Slate February 22 2013
Pope Benedict XVI is a little more than two weeks away from beginning his retirement at the Castel Gandolfo, but his final days as head of the Catholic church don’t look like they’re going to be quiet ones. Unsourced reports coming out of Italy suggest that the pope decided to call it quits not because of his old age but instead to avoid the fallout that could come from a secret 300-page dossier compiled by three cardinals he tapped to look into last year’s leak of confidential papers stolen from his desk.
Those papers, widely known as the “VatiLeaks,” raised questions of financial impropriety and corruption at the Vatican. The investigation that followed, however, may prove even more uncomfortable for church officials.
The secret dossier allegedly details a wide range of infighting among various factions in the Vatican’s governing body, known as the Curia. But the headline-ready takeaway from today’s report from La Repubblica concerns the existence of one faction in particular, a network of gay church officials. Just in case that weren’t enough to pique international interest, the Italian newspaper also reports that some of said officials had been blackmailed by outsiders. According to the report, the pope got his first look at the dossier—”two folders hard-bound in red” with the header “pontifical secret”—on Dec. 17, and decided that same day to retire.
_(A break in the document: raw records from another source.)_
// ============================================================================
// Corpus input
// ============================================================================

/// Which reference corpus a sentence was drawn from
#[derive(Debug, Clone, Copy, PartialEq, Eq, Hash, PartialOrd, Ord, Serialize, Deserialize)]
pub enum CorpusSource {
    /// Balanced general corpus
    CorpusA,
    /// Contemporary / web corpus
    CorpusB,
    Other,
}

impl CorpusSource {
    /// The two corpora tracked explicitly, in reporting order.
    pub const TRACKED: [CorpusSource; 2] = [CorpusSource::CorpusA, CorpusSource::CorpusB];

    /// Normalize a free-form source label.
    ///
    /// Unrecognized labels collapse into [`CorpusSource::Other`].
    pub fn from_label(label: &str) -> Self {
        match label.trim().to_lowercase().as_str() {
            "corpusa" | "corpus_a" | "a" | "bnc" => CorpusSource::CorpusA,
            "corpusb" | "corpus_b" | "b" | "masc" => CorpusSource::CorpusB,
            _ => CorpusSource::Other,
        }
    }

    pub fn as_str(&self) -> &'static str {
        match self {
            CorpusSource::CorpusA => "CorpusA",
            CorpusSource::CorpusB => "CorpusB",
            CorpusSource::Other => "Other",
        }
    }
}

impl fmt::Display for CorpusSource {
    fn fmt(&self, f: &mut fmt::Formatter<'_>) -> fmt::Result {
        f.write_str(self.as_str())
    }
}

/// One pre-tokenized sentence with its provenance
#[derive(Debug, Clone, PartialEq, Eq, Serialize, Deserialize)]
pub struct SentenceRecord {
    pub text: String,
    pub tokens: Vec<String>,
    pub source: CorpusSource,
    pub genre: String,
}

impl SentenceRecord {
    pub fn new(
        text: impl Into<String>,
        tokens: Vec<String>,
        source: CorpusSource,
        genre: impl Into<String>,
    ) -> Self {
        Self {
            text: text.into(),
            tokens,
            source,
            genre: genre.into(),
        }
    }

    /// Build a record from raw labels, splitting `text` on whitespace.
    pub fn from_text(text: &str, source_label: &str, genre: &str) -> Self {
        let tokens = text.split_whitespace().map(str::to_string).collect();
        Self::new(text, tokens, CorpusSource::from_label(source_label), genre)
    }
}

// ============================================================================
// Tagging
// ============================================================================

/// A token paired with its Penn-Treebank style tag
#[derive(Debug, Clone, PartialEq, Eq, Serialize, Deserialize)]
pub struct TaggedToken {
    pub surface: String,
    pub tag: String,
}
//! Pairwise contrast between two analyzed words
//!
//! Register contrast compares each word's genre share per corpus.
//! Collocation contrast is a set difference over the "core items" of each
//! profile: collocation phrases for LINEAR words, templates for PATTERN words.

use indexmap::{IndexMap, IndexSet};
use serde::{Deserialize, Serialize};

use crate::errors::{NuanceError, Result};
use crate::store::ProfileStore;
use crate::types::{CorpusSource, GenreAnalysis, MiningConfig, RegisterStats, Strategy, WordProfile};

/// Which word a genre leans towards
#[derive(Debug, Clone, Copy, PartialEq, Eq, Serialize, Deserialize)]
pub enum Preference {
    A,
    B,
    Tie,
}

/// Share of one genre in each word's register, in percentage points
#[derive(Debug, Clone, PartialEq, Serialize, Deserialize)]
pub struct RegisterDelta {
    pub genre: String,
    pub a_pct: f64,
    pub b_pct: f64,
    /// `a_pct - b_pct`
    pub delta: f64,
}

impl RegisterDelta {
    /// A wins above `threshold`, B below `-threshold`; anything between is a tie.
    pub fn preference(&self, threshold: f64) -> Preference {
        if self.delta > threshold {
            Preference::A
        } else if self.delta < -threshold {
            Preference::B
        } else {
            Preference::Tie
        }
    }
}

#[derive(Debug, Clone, Default, PartialEq, Eq, Serialize, Deserialize)]
pub struct CollocationContrast {
    pub unique_a: Vec<String>,
    pub unique_b: Vec<String>,
}

#[derive(Debug, Clone, PartialEq, Serialize, Deserialize)]
pub struct DuelReport {
    pub register_contrast: IndexMap<CorpusSource, Vec<RegisterDelta>>,
    pub collocation_contrast: CollocationContrast,
}

fn share(count: u32, total: u32) -> f64 {
    if total == 0 {
        0.0
    } else {
        f64::from(count) / f64::from(total) * 100.0
    }
}

/// Largest genre-share gaps for one corpus, biggest first
pub fn register_deltas(
    a: &RegisterStats,
    b: &RegisterStats,
    source: CorpusSource,
    keep: usize,
) -> Vec<RegisterDelta> {
    let total_a = a.total(source);
    let total_b = b.total(source);

    let mut genres: IndexSet<&str> = IndexSet::new();
    for stats in [a, b] {
        if let Some(counts) = stats.genres(source) {
            genres.extend(counts.keys().map(String::as_str));
        }
    }

    let mut deltas: Vec<RegisterDelta> = genres
        .into_iter()
        .map(|genre| {
            let a_pct = share(a.count(source, genre), total_a);
            let b_pct = share(b.count(source, genre), total_b);
            RegisterDelta {
                genre: genre.to_string(),
                a_pct,
                b_pct,
                delta: a_pct - b_pct,
            }
        })
        .collect();

    deltas.sort_by(|x, y| y.delta.abs().total_cmp(&x.delta.abs()));
    deltas.truncate(keep);
    deltas
}

/// Flat set of phrases (LINEAR) or templates (PATTERN) across every genre
///
/// Genre payloads that do not match the profile's strategy contribute nothing.
pub fn core_items(profile: &WordProfile) -> IndexSet<String> {
    let mut items = IndexSet::new();
    for analysis in profile.analysis.values() {
        match (profile.strategy, analysis) {
            (Strategy::Linear, GenreAnalysis::Collocations(colls)) => {
                items.extend(colls.phrases().map(str::to_string));
            }
            (Strategy::Pattern, GenreAnalysis::Patterns(patterns)) => {
                items.extend(patterns.iter().map(|p| p.template.clone()));
            }
            _ => {}
        }
    }
    items
}

/// Contrast two profiles
pub fn duel(a: &WordProfile, b: &WordProfile, config: &MiningConfig) -> DuelReport {
    let register_contrast = CorpusSource::TRACKED
        .into_iter()
        .map(|source| {
            let deltas = register_deltas(&a.register, &b.register, source, config.duel_top_genres);
            (source, deltas)
        })
        .collect();

    let items_a = core_items(a);
    let items_b = core_items(b);
    let keep = config.duel_unique_items;

    DuelReport {
        register_contrast,
        collocation_contrast: CollocationContrast {
            unique_a: items_a.difference(&items_b).take(keep).cloned().collect(),
            unique_b: items_b.difference(&items_a).take(keep).cloned().collect(),
        },
    }
}

/// Look both words up in `store` and contrast them
pub fn duel_words(
    store: &dyn ProfileStore,
    word_a: &str,
    word_b: &str,
    config: &MiningConfig,
) -> Result<DuelReport> {
    let fetch = |word: &str| {
        store.get(word).ok_or_else(|| NuanceError::NotComparable {
            word: word.to_string(),
            reason: "no analyzed profile".to_string(),
        })
    };
    let a = fetch(word_a)?;
    let b = fetch(word_b)?;

    #[cfg(feature = "tracing")]
    tracing::debug!(word_a, word_b, "duel");

    Ok(duel(&a, &b, config))
}
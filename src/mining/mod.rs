//! Usage extraction engines
//!
//! Both engines share the same skeleton: gate each top genre on its sentence
//! count, tag every sentence (skipping the ones the tagger rejects), find the
//! target lemma, then tally what surrounds it.
//!
//! - [`construction`]: syntactic frames dispatched on the target's word class
//! - [`collocation`]: modifier/object collocates inside a fixed window

pub mod collocation;
pub mod construction;

use indexmap::IndexMap;
use rayon::prelude::*;

use crate::corpus::GenreExamples;
use crate::nlp::lemma::LemmaTable;
use crate::nlp::tagger::PosTagger;
use crate::types::{MiningConfig, SentenceRecord, TaggedToken};

/// Collaborators and settings shared by one extraction call
#[derive(Clone, Copy)]
pub struct MiningContext<'a> {
    pub tagger: &'a dyn PosTagger,
    pub lemmas: &'a LemmaTable,
    pub config: &'a MiningConfig,
}

impl<'a> MiningContext<'a> {
    pub fn new(tagger: &'a dyn PosTagger, lemmas: &'a LemmaTable, config: &'a MiningConfig) -> Self {
        Self {
            tagger,
            lemmas,
            config,
        }
    }
}

// ============================================================================
// Per-sentence outcomes
// ============================================================================

/// A sentence together with its tags
#[derive(Debug, Clone)]
pub struct TaggedSentence<'a> {
    pub record: &'a SentenceRecord,
    pub tokens: Vec<TaggedToken>,
}

impl TaggedSentence<'_> {
    /// Indices of every token whose lemma equals `target_lemma`
    pub fn occurrences(&self, target_lemma: &str, lemmas: &LemmaTable) -> Vec<usize> {
        self.tokens
            .iter()
            .enumerate()
            .filter(|(_, t)| lemmas.normalize(&t.surface) == target_lemma)
            .map(|(i, _)| i)
            .collect()
    }
}

/// Why a sentence was left out of a tally
#[derive(Debug, Clone, PartialEq, Eq)]
pub enum SkipReason {
    TaggingFailed(String),
    /// The tagger returned a different number of tokens than it was given
    LengthMismatch { expected: usize, got: usize },
}

pub type SentenceOutcome<'a> = Result<TaggedSentence<'a>, SkipReason>;

#[derive(Debug, Clone, PartialEq, Eq)]
pub struct SkippedSentence {
    pub genre: String,
    /// Position of the sentence within its genre
    pub index: usize,
    pub reason: SkipReason,
}

/// Tagging successes and skips for one extraction call
#[derive(Debug, Clone, Default, PartialEq, Eq)]
pub struct BatchSummary {
    pub tagged: usize,
    pub skipped: Vec<SkippedSentence>,
}

impl BatchSummary {
    pub fn skipped_count(&self) -> usize {
        self.skipped.len()
    }

    pub fn total(&self) -> usize {
        self.tagged + self.skipped.len()
    }
}

/// Why a top genre produced no output
#[derive(Debug, Clone, PartialEq, Eq)]
pub enum GenreSkip {
    /// Fewer example sentences than the configured minimum
    InsufficientData { genre: String, sentences: usize },
    /// Enough sentences, but nothing reached the minimum count
    NoQualifyingItems { genre: String },
}

/// Per-genre results plus what was skipped along the way
#[derive(Debug, Clone)]
pub struct MiningOutput<T> {
    pub by_genre: IndexMap<String, T>,
    pub summary: BatchSummary,
    pub skipped_genres: Vec<GenreSkip>,
}

impl<T> Default for MiningOutput<T> {
    fn default() -> Self {
        Self {
            by_genre: IndexMap::new(),
            summary: BatchSummary::default(),
            skipped_genres: Vec::new(),
        }
    }
}

fn tag_one<'a>(record: &'a SentenceRecord, tagger: &dyn PosTagger) -> SentenceOutcome<'a> {
    let tokens = tagger
        .tag(&record.tokens)
        .map_err(|e| SkipReason::TaggingFailed(e.to_string()))?;
    if tokens.len() != record.tokens.len() {
        return Err(SkipReason::LengthMismatch {
            expected: record.tokens.len(),
            got: tokens.len(),
        });
    }
    Ok(TaggedSentence { record, tokens })
}

/// Tag every sentence, in parallel for large genres.
///
/// Outcomes come back in input order either way.
pub fn tag_sentences<'a>(
    sentences: &[&'a SentenceRecord],
    ctx: &MiningContext<'_>,
) -> Vec<SentenceOutcome<'a>> {
    let tagger = ctx.tagger;
    if sentences.len() < ctx.config.parallel_threshold {
        sentences.iter().map(|r| tag_one(r, tagger)).collect()
    } else {
        sentences.par_iter().map(|r| tag_one(r, tagger)).collect()
    }
}

/// Tag one genre's sentences, recording skips in `summary`
fn tag_genre<'a>(
    genre: &str,
    sentences: &[&'a SentenceRecord],
    ctx: &MiningContext<'_>,
    summary: &mut BatchSummary,
) -> Vec<TaggedSentence<'a>> {
    let mut tagged = Vec::with_capacity(sentences.len());
    for (index, outcome) in tag_sentences(sentences, ctx).into_iter().enumerate() {
        match outcome {
            Ok(sentence) => {
                summary.tagged += 1;
                tagged.push(sentence);
            }
            Err(reason) => {
                #[cfg(feature = "tracing")]
                tracing::warn!(genre, index, ?reason, "skipping sentence");
                summary.skipped.push(SkippedSentence {
                    genre: genre.to_string(),
                    index,
                    reason,
                });
            }
        }
    }
    tagged
}

/// Top genres that have enough example sentences, in ranking order
fn eligible_genres<'e, 'a>(
    top_genres: &[String],
    examples: &'e GenreExamples<'a>,
    cfg: &MiningConfig,
    skipped: &mut Vec<GenreSkip>,
) -> Vec<(&'e str, &'e [&'a SentenceRecord])> {
    let mut eligible = Vec::new();
    for genre in top_genres {
        let sentences = examples.get(genre).map(Vec::as_slice).unwrap_or(&[]);
        if sentences.len() < cfg.min_sentences {
            #[cfg(feature = "tracing")]
            tracing::debug!(genre = %genre, sentences = sentences.len(), "not enough sentences");
            skipped.push(GenreSkip::InsufficientData {
                genre: genre.clone(),
                sentences: sentences.len(),
            });
            continue;
        }
        if let Some((key, _)) = examples.get_key_value(genre) {
            eligible.push((key.as_str(), sentences));
        }
    }
    eligible
}

// ============================================================================
// Tally
// ============================================================================

/// Insertion-ordered counter that keeps the first few example sentences
#[derive(Debug, Clone)]
pub struct Tally {
    counts: IndexMap<String, u32>,
    examples: IndexMap<String, Vec<String>>,
    example_cap: usize,
}

impl Tally {
    pub fn new(example_cap: usize) -> Self {
        Self {
            counts: IndexMap::new(),
            examples: IndexMap::new(),
            example_cap,
        }
    }

    /// Count `key` once; keep `example` if it is new and there is room.
    pub fn record(&mut self, key: &str, example: &str) {
        *self.counts.entry(key.to_string()).or_insert(0) += 1;
        let kept = self.examples.entry(key.to_string()).or_default();
        if kept.len() < self.example_cap && !kept.iter().any(|e| e == example) {
            kept.push(example.to_string());
        }
    }

    pub fn count(&self, key: &str) -> u32 {
        self.counts.get(key).copied().unwrap_or(0)
    }

    pub fn is_empty(&self) -> bool {
        self.counts.is_empty()
    }

    /// The `top_k` most frequent keys with at least `min_count` hits.
    ///
    /// Ties keep first-seen order.
    pub fn ranked(&self, top_k: usize, min_count: u32) -> Vec<(&str, u32, &[String])> {
        let mut ranked: Vec<(&str, u32)> = self
            .counts
            .iter()
            .map(|(k, &c)| (k.as_str(), c))
            .collect();
        ranked.sort_by(|a, b| b.1.cmp(&a.1));
        ranked
            .into_iter()
            .take(top_k)
            .filter(|&(_, c)| c >= min_count)
            .map(|(k, c)| {
                let examples = self.examples.get(k).map(Vec::as_slice).unwrap_or(&[]);
                (k, c, examples)
            })
            .collect()
    }
}
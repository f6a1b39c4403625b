//! Corpus filtering and register aggregation
//!
//! Turns raw sentence records into genre counts per corpus and the grouped
//! example sentences the extraction engines work from.

pub mod aggregator;

pub use aggregator::{aggregate, Aggregation, FilterStats, GenreExamples};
Now’s a good time to take a step back and offer a few disclaimers. For starters, the Vatican has repeatedly dismissed the reports as baseless. The story from La Repubblica that is driving the allegations is unsourced, so it’s difficult to tell how much stock to put into the whole thing. (There’s also the fact that, it being an Italian-language paper, there’s always a chance of some of the details getting lost in translation.) Still, it appears as though at least one other Italian newspaper, the weekly Panorama, has a similar report—although its unnamed sources could very well be the same as La Repubblica’s. A third Italian paper, Corriere della Sera, alluded to the existence of the secret dossier soon after Benedict announced his resignation earlier this month, describing its contents as “disturbing” but providing few details.